The fact that you are new to this tells me you should probably pay your dues before getting on gear. Get your natty gains (first few years) first, then re-assess your desire to start taking drugs. Use this time to learn what you need to learn, because it will take time.

12 weeks is enough time to get you leaner, but in reality, you're new to this, you'll probably spend most of the time learning how to actually cut. Also, going under 10% natty isn't really advisable, it's just not good for you.

And what is this about after your cycle gaining a stone and staying under 10% body fat?

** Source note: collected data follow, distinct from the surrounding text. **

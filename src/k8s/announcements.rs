//! Per-kind announcement fan-out.
//!
//! Each subscriber gets its own bounded queue. Publishing waits for room in
//! every live subscriber's queue, so a consumer that stops draining slows the
//! publisher of its own kind and no other. Dropped receivers are pruned on the
//! next publish.

use std::sync::{Mutex, MutexGuard};

use tokio::sync::mpsc;
use tokio_util::sync::CancellationToken;

use super::types::{Namespace, ResourceKind, Service};
use crate::observability::MetricsRecorder;

#[derive(Debug, Clone, Copy, PartialEq, Eq)]
pub enum AnnouncementType {
    Added,
    Updated,
    Deleted,
}

/// The object an announcement is about.
#[derive(Debug, Clone, PartialEq, Eq)]
pub enum Resource {
    Namespace(Namespace),
    Service(Service),
}

impl From<Namespace> for Resource {
    fn from(ns: Namespace) -> Self {
        Self::Namespace(ns)
    }
}

impl From<Service> for Resource {
    fn from(svc: Service) -> Self {
        Self::Service(svc)
    }
}

/// A change to a cached object, published after the cache reflects it.
#[derive(Debug, Clone, PartialEq, Eq)]
pub struct Announcement {
    pub kind: ResourceKind,
    pub event: AnnouncementType,
    pub old_object: Option<Resource>,
    pub new_object: Option<Resource>,
}

impl Announcement {
    pub fn added(kind: ResourceKind, object: impl Into<Resource>) -> Self {
        Self {
            kind,
            event: AnnouncementType::Added,
            old_object: None,
            new_object: Some(object.into()),
        }
    }

    pub fn updated(kind: ResourceKind, old: impl Into<Resource>, new: impl Into<Resource>) -> Self {
        Self {
            kind,
            event: AnnouncementType::Updated,
            old_object: Some(old.into()),
            new_object: Some(new.into()),
        }
    }

    pub fn deleted(kind: ResourceKind, object: impl Into<Resource>) -> Self {
        Self {
            kind,
            event: AnnouncementType::Deleted,
            old_object: Some(object.into()),
            new_object: None,
        }
    }

    /// The most recent state of the object.
    pub fn object(&self) -> Option<&Resource> {
        self.new_object.as_ref().or(self.old_object.as_ref())
    }
}

/// Fan-out for one resource kind.
#[derive(Debug)]
pub struct AnnouncementBus {
    kind: ResourceKind,
    buffer: usize,
    subscribers: Mutex<Vec<mpsc::Sender<Announcement>>>,
    metrics: MetricsRecorder,
}

impl AnnouncementBus {
    pub fn new(kind: ResourceKind, buffer: usize) -> Self {
        Self {
            kind,
            buffer: buffer.max(1),
            subscribers: Mutex::new(Vec::new()),
            metrics: MetricsRecorder::new(),
        }
    }

    fn subscribers(&self) -> MutexGuard<'_, Vec<mpsc::Sender<Announcement>>> {
        self.subscribers.lock().unwrap_or_else(|poisoned| poisoned.into_inner())
    }

    pub fn kind(&self) -> ResourceKind {
        self.kind
    }

    /// Receive every announcement published from now on.
    pub fn subscribe(&self) -> mpsc::Receiver<Announcement> {
        let (tx, rx) = mpsc::channel(self.buffer);
        self.subscribers().push(tx);
        rx
    }

    pub fn subscriber_count(&self) -> usize {
        let mut subscribers = self.subscribers();
        subscribers.retain(|tx| !tx.is_closed());
        subscribers.len()
    }

    /// Deliver `announcement` to every subscriber, waiting for queue space.
    ///
    /// Returns the number of subscribers reached. Delivery stops as soon as
    /// `cancel` fires; nothing is delivered after cancellation.
    pub async fn publish(&self, announcement: Announcement, cancel: &CancellationToken) -> usize {
        let targets: Vec<_> = self.subscribers().clone();
        let mut delivered = 0;

        for tx in targets {
            if cancel.is_cancelled() {
                break;
            }
            tokio::select! {
                biased;
                _ = cancel.cancelled() => break,
                sent = tx.send(announcement.clone()) => {
                    if sent.is_ok() {
                        delivered += 1;
                    }
                }
            }
        }

        self.subscribers().retain(|tx| !tx.is_closed());
        if delivered > 0 {
            self.metrics.record_announcement(self.kind.as_str());
        }
        delivered
    }
}

/// One [`AnnouncementBus`] per [`ResourceKind`].
#[derive(Debug)]
pub struct Announcements {
    namespaces: AnnouncementBus,
    services: AnnouncementBus,
}

impl Announcements {
    pub fn new(buffer: usize) -> Self {
        Self {
            namespaces: AnnouncementBus::new(ResourceKind::Namespaces, buffer),
            services: AnnouncementBus::new(ResourceKind::Services, buffer),
        }
    }

    pub fn bus(&self, kind: ResourceKind) -> &AnnouncementBus {
        match kind {
            ResourceKind::Namespaces => &self.namespaces,
            ResourceKind::Services => &self.services,
        }
    }

    pub fn subscribe(&self, kind: ResourceKind) -> mpsc::Receiver<Announcement> {
        self.bus(kind).subscribe()
    }
}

That doesn't even make sense. According to your post, you're going to cut before cycle, do a cycle for no apparent reason, then bulk when you're off in the vain hope you will stay lean? That seems backwards a bit.

I think you definitely have some learning to do, and you've picked a decent place to start, but you definitely need to get a reality check what is possible before charging head first into gear use.


----------



## Ben22 (Sep 7, 2016)

Thanks for replying. When i said I'm new to this i meant the forums. I have been lifting weights now for 2 and a half years, i was only 9stone when i started, I've looked into it alot over the last 6months, all i want to do before i start is get my nutrition where it needs to be because if i don't i wont see any good gains so its pointless & what i was saying is I'd like to be around 8% bf then after the cycle i want to be 10% so yes i wont be gaining loads of weight & size but I'm trying to cycle clean that's why I'm on here to get help with my nutrition plan


----------



## superdrol (Aug 9, 2012)

Sub 8% is extremely shredded and unless your top 0.1% of genetics in the world you won't do it without losing a load of muscle, from your post is be very surprised (happy to be though!) if your 13% most would feel awesome at 13% natural...

you wont bulk and stay under ten % unless you have vast experience or a coach I'd say so as a first cycle at 13% I'd say just lean bulk, then cut down to better than where you are now...

if you post a decent pic people will give you an idea of current percentage (take an average of answers, some are harsh, some are generous, pick the middle ground!) but above all make sure you look better in the mirror!


----------



## Ben22 (Sep 7, 2016)

I will do thanks for your advice, but i still need to get my nutrition sorted & i find it rather confusing to eat less calories than i burn so i can lower my bf % a little but still take in enough protein carbs & fats to help increase muscle growth. What percentage of each would you say i need to intake, is 40% protein 40% carbs & 20% fat correct for buscle growth?


----------



## Ben22 (Sep 7, 2016)

I don't fall into that small catagory of people with great genetics so I'll change my plan but if you could give me some advice with eating then I'll get the most out of not being on steroids for the next 4month & by that time i should have my head around it all then i will look into starting something like test e.

Thanks


----------



## Ultrasonic (Jul 13, 2004)

Ben22 said:


> What percentage of each would you say i need to intake, is 40% protein 40% carbs & 20% fat correct for buscle growth?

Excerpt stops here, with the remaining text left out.